Quest Visual made the Word Lens app that delivered an auto-translate of
any wording on signs photographed using a smartphone camera, without
the need for internet.
Google
has been serving users of the app with the seven languages that make up
its main Google Translate service -- meaning you could swiftly
translate road signs, menus, or any other written word to and from English, French, German, Italian, Portuguese, Russian and Spanish.
Those languages and their translations were perfected over time using
some unlikely sources -- including official United Nations documents and
EU policy, which both have to be written up using the exact same
wording, in multiple nominated languages.
The
latest leap in functionality, has been down to the use of neural
machine networks, that can process even more vast amounts of data in a
fraction of the time. This also means the real-time voice translation
element of the app has been improved, which is available in 32
languages. Google Translate product lead Barak Turovsky explained in a blog post that these, vitally for emerging markets, now operate "even faster and more natural on slow networks".
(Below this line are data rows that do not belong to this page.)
impl World {
    /// Builds a world from the configuration. Out-of-range settings are
    /// normalized, never rejected.
    #[must_use]
    pub fn new(config: FormicaConfig) -> Self {
        let config = config.sanitized();
        let rng = config.seeded_rng();
        let field = PheromoneField::new(config.field.clone(), config.bounds);
        let obstacles =
            ObstacleSet::boundary_walls(config.bounds, config.wall_thickness, config.wall_margin);
        let colony = Colony::new(config.colony_position, config.colony_radius);
        let history_capacity = config.history_capacity;
        Self {
            config,
            tick: Tick::zero(),
            elapsed: 0.0,
            rng,
            ants: SlotMap::with_key(),
            field,
            colony,
            food: Vec::new(),
            obstacles,
            field_accumulator: 0.0,
            last_deposits: 0,
            history: VecDeque::with_capacity(history_capacity),
        }
    }

    /// Spawns an ant at an explicit position with a random heading. Each
    /// ant carries its own RNG stream so parallel updates stay
    /// reproducible.
    pub fn spawn_ant_at(&mut self, position: Vec2) -> AntId {
        let mut rng = SmallRng::seed_from_u64(self.rng.random());
        let heading = rng.random_range(0.0..std::f32::consts::TAU);
        let layers: Vec<Box<dyn SteeringLayer>> = vec![
            Box::new(WanderLayer::new(self.config.wander, &mut rng)),
            Box::new(ObstacleAvoidanceLayer::new(self.config.avoidance)),
            Box::new(PheromoneFollowLayer::new(
                self.config.follow,
                Vec2::from_angle(heading),
                &mut rng,
            )),
        ];
        self.ants.insert(Ant {
            position,
            velocity: Vec2::ZERO,
            heading,
            state: AntStateMachine::new(),
            arbiter: SubsumptionArbiter::new(layers),
            rng,
        })
    }

    /// Spawns an ant at the colony.
    pub fn spawn_ant(&mut self) -> AntId {
        self.spawn_ant_at(self.colony.position())
    }

    /// Spawns `count` ants at the colony.
    pub fn populate(&mut self, count: usize) {
        for _ in 0..count {
            self.spawn_ant();
        }
    }

    /// Removes an ant by handle.
    pub fn remove_ant(&mut self, id: AntId) -> bool {
        self.ants.remove(id).is_some()
    }

    /// Adds a food source with the configured contact radius, returning
    /// its index.
    pub fn add_food_source(&mut self, position: Vec2, supply: u32) -> usize {
        self.food
            .push(FoodSource::new(position, self.config.food_radius, supply));
        self.food.len() - 1
    }

    /// Repoints the world at a new bounding rectangle: field mapping and
    /// boundary walls are rebuilt. Must be called whenever the covered
    /// rectangle changes externally.
    pub fn set_bounds(&mut self, bounds: Rect) {
        self.config.bounds = bounds;
        self.config.bounds.size.x = self.config.bounds.size.x.max(1e-3);
        self.config.bounds.size.y = self.config.bounds.size.y.max(1e-3);
        self.field.set_bounds(self.config.bounds);
        self.obstacles = ObstacleSet::boundary_walls(
            self.config.bounds,
            self.config.wall_thickness,
            self.config.wall_margin,
        );
    }

    /// Advances the whole world by `dt` seconds: parallel steering and
    /// integration, then contacts, then the tick's deposits, then field
    /// evaporation on its own cadence. Evaporation never runs between a
    /// deposit and the end of the tick that produced it.
    pub fn step(&mut self, dt: f32) -> TickSummary {
        let dt = dt.max(0.0);
        let (outcomes, food_indices) = self.stage_advance(dt);
        self.stage_contacts(&outcomes, &food_indices);
        self.stage_deposits(&outcomes);
        self.stage_field(dt);
        self.elapsed += f64::from(dt);
        self.tick = self.tick.next();
        self.stage_summary()
    }

    fn stage_advance(&mut self, dt: f32) -> (Vec<(AntId, AntOutcome)>, Vec<usize>) {
        let Self {
            ants,
            field,
            obstacles,
            colony,
            food,
            config,
            ..
        } = self;

        let mut food_goals = Vec::new();
        let mut food_indices = Vec::new();
        for (index, source) in food.iter().enumerate() {
            if source.has_supply() {
                food_goals.push(GoalDisc {
                    position: source.position(),
                    radius: source.radius(),
                });
                food_indices.push(index);
            }
        }

        let env = TickEnv {
            field,
            obstacles,
            colony: GoalDisc {
                position: colony.position(),
                radius: colony.radius(),
            },
            food: &food_goals,
            config,
        };

        let mut handles: Vec<(AntId, &mut Ant)> = ants.iter_mut().collect();
        let outcomes = handles
            .par_iter_mut()
            .map(|(id, ant)| (*id, ant.advance(dt, &env)))
            .collect();
        (outcomes, food_indices)
    }

    fn stage_contacts(&mut self, outcomes: &[(AntId, AntOutcome)], food_indices: &[usize]) {
        for (id, outcome) in outcomes {
            let Some(contact) = outcome.contact else {
                continue;
            };
            let Some(ant) = self.ants.get_mut(*id) else {
                continue;
            };
            match contact {
                Contact::Food(goal_index) => {
                    // Supply races between ants resolve here, in handle
                    // order: a source emptied by an earlier ant no longer
                    // triggers later ones.
                    if let Some(&source_index) = food_indices.get(goal_index)
                        && let Some(source) = self.food.get_mut(source_index)
                    {
                        ant.state.on_food_contact(source);
                    }
                }
                Contact::Colony => {
                    ant.state.on_colony_contact(&mut self.colony);
                }
            }
        }
    }

    fn stage_deposits(&mut self, outcomes: &[(AntId, AntOutcome)]) {
        let mut applied = 0;
        for (_, outcome) in outcomes {
            if let Some(request) = outcome.deposit
                && self
                    .field
                    .deposit(request.channel, request.point, request.amount)
            {
                applied += 1;
            }
        }
        self.last_deposits = applied;
    }

    fn stage_field(&mut self, dt: f32) {
        self.field_accumulator += dt;
        let step = 1.0 / self.config.field_step_hz;
        while self.field_accumulator >= step {
            self.field_accumulator -= step;
            self.field.step(step);
        }
    }

    fn stage_summary(&mut self) -> TickSummary {
        let mut searching = 0;
        let mut returning = 0;
        for ant in self.ants.values() {
            match ant.state.current() {
                AntState::Searching => searching += 1,
                AntState::Returning => returning += 1,
            }
        }
        let summary = TickSummary {
            tick: self.tick,
            ant_count: self.ants.len(),
            searching,
            returning,
            food_collected: self.colony.food_collected(),
            food_remaining: self.food.iter().map(|f| u64::from(f.supply())).sum(),
            deposits: self.last_deposits,
            mean_to_food: mean(self.field.channel(Channel::ToFood).cells()),
            mean_to_home: mean(self.field.channel(Channel::ToHome).cells()),
        };
        if self.history.len() >= self.config.history_capacity {
            self.history.pop_front();
        }
        self.history.push_back(summary.clone());
        summary
    }

    /// Returns an immutable reference to configuration.
    #[must_use]
    pub fn config(&self) -> &FormicaConfig {
        &self.config
    }

    /// Current simulation tick.
    #[must_use]
    pub const fn tick(&self) -> Tick {
        self.tick
    }

    /// Simulated seconds processed so far.
    #[must_use]
    pub const fn elapsed(&self) -> f64 {
        self.elapsed
    }

    /// Read access to the pheromone field.
    #[must_use]
    pub fn field(&self) -> &PheromoneField {
        &self.field
    }

    /// Mutable access to the pheromone field (for seeding scenarios).
    #[must_use]
    pub fn field_mut(&mut self) -> &mut PheromoneField {
        &mut self.field
    }

    #[must_use]
    pub fn colony(&self) -> &Colony {
        &self.colony
    }

    #[must_use]
    pub fn food_sources(&self) -> &[FoodSource] {
        &self.food
    }

    #[must_use]
    pub fn obstacles(&self) -> &ObstacleSet {
        &self.obstacles
    }

    /// Number of live ants.
    #[must_use]
    pub fn ant_count(&self) -> usize {
        self.ants.len()
    }

    /// Borrow one ant by handle.
    #[must_use]
    pub fn ant(&self, id: AntId) -> Option<&Ant> {
        self.ants.get(id)
    }

    /// Iterate over all ants.
    pub fn ants(&self) -> impl Iterator<Item = (AntId, &Ant)> {
        self.ants.iter()
    }

    /// Iterate over retained tick summaries, oldest first.
    pub fn history(&self) -> impl Iterator<Item = &TickSummary> {
        self.history.iter()
    }
}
Languages added to the visual translate feature include: Bulgarian,
Catalan, Croatian, Czech, Danish, Dutch, Filipino, Finnish, Hungarian,
Indonesian, Lithuanian, Norwegian, Polish, Romanian, Slovak, Swedish,
Turkish and Ukrainian. Each can be translated to and from English, but
not between each other. One-way translations from English to Hindi or
Thai are also available. For each language, users will need to download a
separate pack, with files under 2MB each.
Google Translate software engineer Otavio Good explained a bit about the tech behind this transition in a blog post, focussing on the leaps made in language processing in the advent of neural networks.
"Five
years ago, if you gave a computer an image of a cat or a dog, it had
trouble telling which was which. Thanks to convolutional neural
networks, not only can computers tell the difference between cats and
dogs, they can even recognise different breeds of dogs." We've seen the
fruits of that advancement with the weird and wonderful artistic
renderings of Google's Deep Dream, most recently. But what of the practical applications to its already existing tools?
Good
goes on to explain how the system is trained to recognise the
difference between letters and objects and letters and non-letters,
ensuring even the scruffiest of penmanship, dirt and smudges don't
interfere with the translation, by training the system using these
examples. The system then looks up the word it thinks it's seeing in the
dictionary, but is able to account for the odd error in its
recognition.
This is all pretty standard fare. Where it
gets interesting is in the use of a mini neural net to allow offline
real-time translations.
"[We] put severe limits on how
much we tried to teach it -- in essence, put an upper bound on the
density of information it handles," writes Good. "We put a lot of effort
into including just the right data and nothing more. For instance, we
want to be able to recognise a letter with a small amount of rotation,
but not too much. If we overdo the rotation, the neural network will use
too much of its information density on unimportant things. So we put
effort into making tools that would give us a fast iteration time and
good visualisations."
As part of its wider effort to
improve Translate, the search giant also launched Translate Community, a
place where people around the globe can contribute correct translations
to improve the app. The forum has only been live a year, but 100
million words have already been contributed.
"We've still got lots of work to do," conceded Turovsky. "More
than half of the content on the internet is in English, but only around
20 percent of the world's population speaks English. Today's updates
knock down a few more language barriers, helping you communicate better
and get the information you need."
All Google Translate updates will roll out on iOS and Android in the next few days.